Né à Vientiane, dans le Laos voisin, mais établi à Saigon, Quan et sa famille étaient du mauvais côté de la ligne dans un Vietnam qui vivait ses derniers jours de guerre avant la prise en main communiste. «Mon père, fonctionnaire catholique et francophile, a choisi de rester au pays. Il a ensuite tenté de fuir, mais a été rattrapé et placé en camp de rééducation...» Le durcissement progressif du régime s’accompagnera d’un exode massif – les fameuses images de boat people fuyant à bord d’embarcations de fortune. «La plupart ont émigré vers les Etats-Unis et la France.»

Ces souvenirs sont bien lointains. Quan Ly a grandi dans le pays de Gex dans une famille d’accueil française, sa mère tentant sa chance à Paris: «Quand on est petit, Paris, c’est loin de Saint-Genis-Pouilly... Ma mère me disait toujours de bien travailler à l’école.» Enfance sans histoires, cependant, ni souvenir d’aucun racisme. Au baccalauréat succède l’opportunité d’entrer en fac à Genève, à l’Institut des hautes études internationales. Quan y rencontre sa future épouse.

Après un doctorat à la Sorbonne, il s’oriente vers le journalisme: «A L’illustré, j’ai fait notamment des reportages sur les Roms, jusqu’en Roumanie pour suivre leur renvoi par bus. Le genre de sujets pour lesquels on ne se presse pas au portillon», s’amuse-t-il. Aujourd’hui, il a levé le pied et couvre l’actualité des nouvelles technologies. Il est retourné par deux fois au Vietnam, pays qui a bien changé «et suit le modèle chinois du capitalisme rouge. Quand on croise un 4x4, il y a de fortes chances qu’il soit conduit par un membre du Parti.» Là-bas, le journaliste a renoué contact avec son père, octogénaire: «J’aimerais lui présenter un jour ses petits-enfants, mais il se fait vieux...»
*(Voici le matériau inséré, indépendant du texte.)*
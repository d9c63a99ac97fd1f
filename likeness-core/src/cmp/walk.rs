// likeness-core - Recursive comparison walker
// Copyright (c) 2025 Tom Waddington. MIT licensed.

//! The recursive decision tree shared by every relation.

use im::Vector;
use likeness_value::{Kind, Record, Value};
use tracing::debug;

use super::Outcome;
use super::multiset;
use super::relation::{Correspondence, Relation};
use crate::limits::Limits;

pub(crate) struct Walk<'r, R> {
    relation: &'r R,
    max_depth: usize,
    exhausted: bool,
}

impl<'r, R: Relation> Walk<'r, R> {
    /// Relate `lhs` to `rhs` under `relation`.
    pub(crate) fn run(relation: &'r R, limits: Limits, lhs: &Value, rhs: &Value) -> Outcome {
        let mut walk = Walk {
            relation,
            max_depth: limits.max_depth,
            exhausted: false,
        };
        let outcome = walk.relate(lhs, rhs, 0);
        if walk.exhausted {
            debug!(
                max_depth = limits.max_depth,
                "comparison exceeded depth limit"
            );
            Outcome::Incomparable
        } else {
            outcome
        }
    }

    fn relate(&mut self, lhs: &Value, rhs: &Value, depth: usize) -> Outcome {
        if self.exhausted {
            return Outcome::Incomparable;
        }
        if depth > self.max_depth {
            self.exhausted = true;
            return Outcome::Incomparable;
        }
        if self.relation.wildcards() && matches!(rhs, Value::Any) {
            return Outcome::Equivalent;
        }

        match (lhs, rhs) {
            (Value::Callable(a), Value::Callable(b)) => return self.relation.callables(a, b),
            (Value::Callable(_), _) | (_, Value::Callable(_)) => return Outcome::Incomparable,
            _ => {}
        }

        let (lhs_kind, rhs_kind) = (lhs.kind(), rhs.kind());
        match (lhs_kind.is_composite(), rhs_kind.is_composite()) {
            (true, false) | (false, true) => return Outcome::Incomparable,
            (false, false) => {
                return match (lhs_kind, rhs_kind) {
                    (Kind::Null, Kind::Null) => Outcome::Equivalent,
                    (Kind::Null, _) | (_, Kind::Null) => Outcome::NotEquivalent,
                    _ => self.relation.primitives(lhs, rhs),
                };
            }
            (true, true) => {}
        }
        if lhs_kind != rhs_kind {
            return Outcome::Incomparable;
        }

        let related = match (lhs, rhs) {
            (Value::Seq(a), Value::Seq(b)) | (Value::Set(a), Value::Set(b)) => {
                self.elements(a, b, depth)
            }
            (Value::Map(a), Value::Map(b)) => self.entries(a, b, depth),
            (Value::Timestamp(_), Value::Timestamp(_)) | (Value::Pending(_), Value::Pending(_)) => {
                true
            }
            (Value::Record(a), Value::Record(b)) => self.records(a, b, depth),
            (Value::Boxed(a), Value::Boxed(b)) => self.holds(a, b, depth),
            _ => false,
        };
        Outcome::from_bool(related)
    }

    /// Nested outcome collapsed to a yes/no answer.
    fn holds(&mut self, lhs: &Value, rhs: &Value, depth: usize) -> bool {
        self.relate(lhs, rhs, depth + 1) == Outcome::Equivalent
    }

    fn correspond<F>(&mut self, lhs_len: usize, rhs_len: usize, mut related: F) -> bool
    where
        F: FnMut(&mut Self, usize, usize) -> bool,
    {
        match self.relation.correspondence() {
            Correspondence::OneToOne => {
                multiset::one_to_one(lhs_len, rhs_len, |i, j| related(self, i, j))
            }
            Correspondence::Covering => {
                multiset::covering(lhs_len, rhs_len, |i, j| related(self, i, j))
            }
        }
    }

    fn elements(&mut self, lhs: &Vector<Value>, rhs: &Vector<Value>, depth: usize) -> bool {
        self.correspond(lhs.len(), rhs.len(), |walk, i, j| {
            walk.holds(&lhs[i], &rhs[j], depth)
        })
    }

    fn entries(
        &mut self,
        lhs: &Vector<(Value, Value)>,
        rhs: &Vector<(Value, Value)>,
        depth: usize,
    ) -> bool {
        self.correspond(lhs.len(), rhs.len(), |walk, i, j| {
            let (lhs_key, lhs_value) = &lhs[i];
            let (rhs_key, rhs_value) = &rhs[j];
            walk.holds(lhs_key, rhs_key, depth) && walk.holds(lhs_value, rhs_value, depth)
        })
    }

    /// Equal key sets over counted fields, then each key's values relate.
    ///
    /// A pattern-side wildcard always counts, so it can stand for a field
    /// holding a callable.
    fn records(&mut self, lhs: &Record, rhs: &Record, depth: usize) -> bool {
        let relation = self.relation;
        let wildcard = |value: Option<&Value>| {
            relation.wildcards() && matches!(value, Some(Value::Any))
        };
        let counted: Vec<(&str, &Value)> = lhs
            .iter()
            .filter(|(key, value)| relation.counts_field(value) || wildcard(rhs.get(key)))
            .collect();
        let rhs_counted = rhs
            .iter()
            .filter(|(_, value)| relation.counts_field(value) || wildcard(Some(*value)))
            .count();
        if counted.len() != rhs_counted {
            return false;
        }
        counted.into_iter().all(|(key, value)| match rhs.get(key) {
            Some(other) if relation.counts_field(other) || wildcard(Some(other)) => {
                self.holds(value, other, depth)
            }
            _ => false,
        })
    }
}
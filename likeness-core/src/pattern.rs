// likeness-core - Pattern matching
// Copyright (c) 2025 Tom Waddington. MIT licensed.

//! Pattern matching.
//!
//! A pattern is an ordinary [`Value`] that may contain [`Value::Any`] at any
//! depth. Matching follows the same rules as content equality, except that a
//! wildcard on the pattern side accepts whatever sits at that position,
//! callables and composites included. The relation is asymmetric: a
//! wildcard in the value being matched is just a value.
//!
//! ```
//! use likeness_core::{satisfies, Value};
//!
//! let point = Value::record([("x", Value::int(1)), ("y", Value::int(2))]);
//! let on_x_axis = Value::record([("x", Value::any()), ("y", Value::int(0))]);
//! let any_point = Value::record([("x", Value::any()), ("y", Value::any())]);
//! assert!(!satisfies(&point, &on_x_axis));
//! assert!(satisfies(&point, &any_point));
//! ```

use likeness_value::Value;

use crate::cmp::Comparator;

/// True if `value` fits `pattern`, with this thread's default limits.
pub fn satisfies(value: &Value, pattern: &Value) -> bool {
    Comparator::current().satisfies(value, pattern)
}

/// True if `condition` holds and `value` fits `pattern`.
pub fn satisfies_if(value: &Value, pattern: &Value, condition: bool) -> bool {
    Comparator::current().satisfies_if(value, pattern, condition)
}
Son parcours lui inspire cette réflexion: «Je me sens reconnaissant envers la France et la Suisse. J’ai eu une chance que d’autres, aujourd’hui, n’ont pas. J’ai régulièrement entendu ce préjugé... positif: «Les Asiatiques sont bosseurs et fiables, comme les Suisses.» De quelle nationalité se sent-il? «Bonne question...» Il réfléchit. «Je me sens... humain. Mon parcours est une richesse; il m’a appris l’adaptation.» […]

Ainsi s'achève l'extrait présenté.